**Description of the task:**
The lines from the start of the records through the one containing "pub fn from_env()" are to be transcribed exactly, and nothing else.

**Data to use:**
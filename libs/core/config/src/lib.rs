pub mod pagination;
pub mod server;
pub mod tracing;

use std::env;
use thiserror::Error;

/// Configuration error type
#[derive(Error, Debug)]
pub enum ConfigError {
    #[error("Environment variable '{0}' is required but not set")]
    MissingEnvVar(String),

    #[error("Failed to parse environment variable '{key}': {details}")]
    ParseError { key: String, details: String },
}

/// Application environment
#[derive(Clone, Debug, PartialEq, Eq)]
pub enum Environment {
    Development,
    Production,
}

impl Environment {
    pub fn from_env() -> Self {
        let app_env = env::var("APP_ENV").unwrap_or_else(|_| "development".to_string());

        if app_env.eq_ignore_ascii_case("production") {
            Environment::Production
        } else {
            Environment::Development
        }
    }

    pub fn is_production(&self) -> bool {
        matches!(self, Environment::Production)
    }

    pub fn is_development(&self) -> bool {
        matches!(self, Environment::Development)
    }
}

/// Static identity of the running binary, reported by `/health`.
#[derive(Clone, Copy, Debug, PartialEq, Eq)]
pub struct AppInfo {
    pub name: &'static str,
    pub version: &'static str,
}

/// Builds an [`AppInfo`] from the calling crate's Cargo metadata.
#[macro_export]
macro_rules! app_info {
    () => {
        $crate::AppInfo {
            name: env!("CARGO_PKG_NAME"),
            version: env!("CARGO_PKG_VERSION"),
        }
    };
}

/// Trait for configuration that can be loaded from environment variables
pub trait FromEnv: Sized {
    fn from_env() -> Result<Self, ConfigError>;
}

/// Helper to load and parse environment variable with a default value
pub fn env_or_default(key: &str, default: &str) -> String {
    env::var(key).unwrap_or_else(|_| default.to_string())
}

/// Helper to load and parse environment variable or return error
pub fn env_required(key: &str) -> Result<String, ConfigError> {
    env::var(key).map_err(|_| ConfigError::MissingEnvVar(key.to_string()))
}

#[cfg(test)]
mod tests {
    use super::*;

    #[test]
    fn test_environment_defaults_to_development() {
        temp_env::with_var_unset("APP_ENV", || {
            let env = Environment::from_env();
            assert_eq!(env, Environment::Development);
            assert!(env.is_development());
            assert!(!env.is_production());
        });
    }

    #[test]
    fn test_environment_production_case_insensitive() {
        temp_env::with_var("APP_ENV", Some("PRODUCTION"), || {
            assert_eq!(Environment::from_env(), Environment::Production);
        });

        temp_env::with_var("APP_ENV", Some("Production"), || {
            assert!(Environment::from_env().is_production());
        });
    }

    #[test]
    fn test_environment_unknown_defaults_to_development() {
        temp_env::with_var("APP_ENV", Some("staging"), || {
            assert_eq!(Environment::from_env(), Environment::Development);
        });
    }

    #[test]
    fn test_app_info_uses_crate_metadata() {
        let info = app_info!();
        assert_eq!(info.name, "core_config");
        assert!(!info.version.is_empty());
    }

    #[test]
    fn test_env_or_default() {
        temp_env::with_var("CATALOG_TEST_VAR", Some("set"), || {
            assert_eq!(env_or_default("CATALOG_TEST_VAR", "default"), "set");
        });
        temp_env::with_var_unset("CATALOG_TEST_VAR", || {
            assert_eq!(env_or_default("CATALOG_TEST_VAR", "default"), "default");
        });
    }

    #[test]
    fn test_env_required_missing() {
        temp_env::with_var_unset("MISSING_REQUIRED", || {
            let err = env_required("MISSING_REQUIRED").unwrap_err();
            assert!(err.to_string().contains("MISSING_REQUIRED"));
            assert!(err.to_string().contains("required"));
        });
    }
}
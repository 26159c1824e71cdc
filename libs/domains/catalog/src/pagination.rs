//! Page-number pagination.
//!
//! `?page=N` selects a window of `page_size` rows; `?page=last` selects the
//! final one. Page 1 always exists, even for an empty collection. Any other
//! page outside `1..=num_pages`, or a value that is neither a positive
//! integer nor `last`, is [`CatalogError::InvalidPage`].

use axum::extract::{Query, rejection::QueryRejection};
use serde::{Deserialize, Serialize};
use utoipa::{IntoParams, ToSchema};

use crate::error::{CatalogError, CatalogResult};

const LAST_PAGE: &str = "last";

#[derive(Debug, Default, Deserialize, IntoParams)]
#[into_params(parameter_in = Query)]
pub struct PageQuery {
    /// Page number starting at 1, or `last`
    pub page: Option<String>,
}

impl PageQuery {
    pub fn page_number(&self) -> CatalogResult<PageNumber> {
        PageNumber::parse(self.page.as_deref())
    }

    /// Resolves an extracted query; a query string that does not decode
    /// (e.g. `?page=1&page=2`) is an invalid page as well.
    pub fn requested(query: Result<Query<Self>, QueryRejection>) -> CatalogResult<PageNumber> {
        match query {
            Ok(Query(query)) => query.page_number(),
            Err(rejection) => {
                tracing::debug!(error = %rejection, "Rejected page query");
                Err(CatalogError::InvalidPage)
            }
        }
    }
}

#[derive(Debug, Clone, Copy, PartialEq, Eq)]
pub enum PageNumber {
    Number(u64),
    Last,
}

impl PageNumber {
    /// A missing value means the first page.
    pub fn parse(raw: Option<&str>) -> CatalogResult<Self> {
        match raw.map(str::trim) {
            None => Ok(Self::Number(1)),
            Some(LAST_PAGE) => Ok(Self::Last),
            Some(value) => match value.parse::<u64>() {
                Ok(n) if n >= 1 => Ok(Self::Number(n)),
                _ => Err(CatalogError::InvalidPage),
            },
        }
    }
}

impl Default for PageNumber {
    fn default() -> Self {
        Self::Number(1)
    }
}

/// The resolved slice of a collection.
#[derive(Debug, Clone, Copy, PartialEq, Eq)]
pub struct PageWindow {
    pub number: u64,
    pub num_pages: u64,
    pub offset: u64,
    pub limit: u64,
}

impl PageWindow {
    pub fn resolve(page: PageNumber, count: u64, page_size: u64) -> CatalogResult<Self> {
        let page_size = page_size.max(1);
        let num_pages = count.div_ceil(page_size).max(1);

        let number = match page {
            PageNumber::Number(n) => n,
            PageNumber::Last => num_pages,
        };

        if number == 0 || number > num_pages {
            return Err(CatalogError::InvalidPage);
        }

        Ok(Self {
            number,
            num_pages,
            offset: (number - 1) * page_size,
            limit: page_size,
        })
    }

    pub fn has_next(&self) -> bool {
        self.number < self.num_pages
    }

    pub fn has_previous(&self) -> bool {
        self.number > 1
    }
}

/// One page of rows plus the total they were cut from.
#[derive(Debug, Clone, PartialEq)]
pub struct Paginated<T> {
    pub items: Vec<T>,
    pub count: u64,
    pub window: PageWindow,
}

impl<T> Paginated<T> {
    /// Build the response envelope with links relative to `path`
    /// (the request path, e.g. `/api/tags`).
    pub fn into_page(self, path: &str) -> Page<T> {
        let next = self
            .window
            .has_next()
            .then(|| page_link(path, self.window.number + 1));
        let previous = self
            .window
            .has_previous()
            .then(|| page_link(path, self.window.number - 1));

        Page {
            count: self.count,
            next,
            previous,
            results: self.items,
        }
    }
}

// The first page is addressed without a query string.
fn page_link(path: &str, number: u64) -> String {
    if number == 1 {
        path.to_string()
    } else {
        format!("{}?page={}", path, number)
    }
}

/// Paginated response envelope.
#[derive(Debug, Clone, PartialEq, Serialize, Deserialize, ToSchema)]
pub struct Page<T> {
    /// Total number of rows in the collection
    pub count: u64,
    #[schema(example = "/api/tags?page=3")]
    pub next: Option<String>,
    #[schema(example = "/api/tags")]
    pub previous: Option<String>,
    pub results: Vec<T>,
}

#[cfg(test)]
mod tests {
    use super::*;

    #[test]
    fn test_parse_page_number() {
        assert_eq!(PageNumber::parse(None).unwrap(), PageNumber::Number(1));
        assert_eq!(PageNumber::parse(Some("3")).unwrap(), PageNumber::Number(3));
        assert_eq!(PageNumber::parse(Some("last")).unwrap(), PageNumber::Last);

        for raw in ["0", "-1", "two", "", "1.5"] {
            assert!(
                matches!(PageNumber::parse(Some(raw)), Err(CatalogError::InvalidPage)),
                "{raw:?} should be rejected"
            );
        }
    }

    #[test]
    fn test_first_page_of_empty_collection() {
        let window = PageWindow::resolve(PageNumber::Number(1), 0, 10).unwrap();
        assert_eq!(window.num_pages, 1);
        assert_eq!(window.offset, 0);
        assert!(!window.has_next());
        assert!(!window.has_previous());
    }

    #[test]
    fn test_second_page_of_empty_collection_is_invalid() {
        assert!(matches!(
            PageWindow::resolve(PageNumber::Number(2), 0, 10),
            Err(CatalogError::InvalidPage)
        ));
    }

    #[test]
    fn test_window_bounds() {
        let second = PageWindow::resolve(PageNumber::Number(2), 12, 10).unwrap();
        assert_eq!(second.offset, 10);
        assert_eq!(second.limit, 10);
        assert_eq!(second.num_pages, 2);
        assert!(second.has_previous());
        assert!(!second.has_next());

        assert!(PageWindow::resolve(PageNumber::Number(3), 12, 10).is_err());
    }

    #[test]
    fn test_last_page() {
        let last = PageWindow::resolve(PageNumber::Last, 25, 10).unwrap();
        assert_eq!(last.number, 3);
        assert_eq!(last.offset, 20);

        let exact = PageWindow::resolve(PageNumber::Last, 20, 10).unwrap();
        assert_eq!(exact.number, 2);
    }

    #[test]
    fn test_envelope_links() {
        let middle = Paginated {
            items: vec![11, 12],
            count: 25,
            window: PageWindow::resolve(PageNumber::Number(2), 25, 10).unwrap(),
        }
        .into_page("/api/tags");

        assert_eq!(middle.next.as_deref(), Some("/api/tags?page=3"));
        assert_eq!(middle.previous.as_deref(), Some("/api/tags"));
        assert_eq!(middle.results, vec![11, 12]);

        let first = Paginated {
            items: Vec::<i32>::new(),
            count: 0,
            window: PageWindow::resolve(PageNumber::Number(1), 0, 10).unwrap(),
        }
        .into_page("/api/tags");

        assert_eq!(first.count, 0);
        assert_eq!(first.next, None);
        assert_eq!(first.previous, None);
    }

    #[test]
    fn test_envelope_serializes_null_links() {
        let page = Page::<i32> {
            count: 0,
            next: None,
            previous: None,
            results: vec![],
        };

        assert_eq!(
            serde_json::to_value(&page).unwrap(),
            serde_json::json!({"count": 0, "next": null, "previous": null, "results": []})
        );
    }
}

**Exercise result:**
filename libs/core/config/src/lib.rs
pub mod pagination;
pub mod server;
pub mod tracing;

use std::env;
use thiserror::Error;

/// Configuration error type
#[derive(Error, Debug)]
pub enum ConfigError {
    #[error("Environment variable '{0}' is required but not set")]
    MissingEnvVar(String),

    #[error("Failed to parse environment variable '{key}': {details}")]
    ParseError { key: String, details: String },
}

/// Application environment
#[derive(Clone, Debug, PartialEq, Eq)]
pub enum Environment {
    Development,
    Production,
}

impl Environment {
    pub fn from_env() -> Self {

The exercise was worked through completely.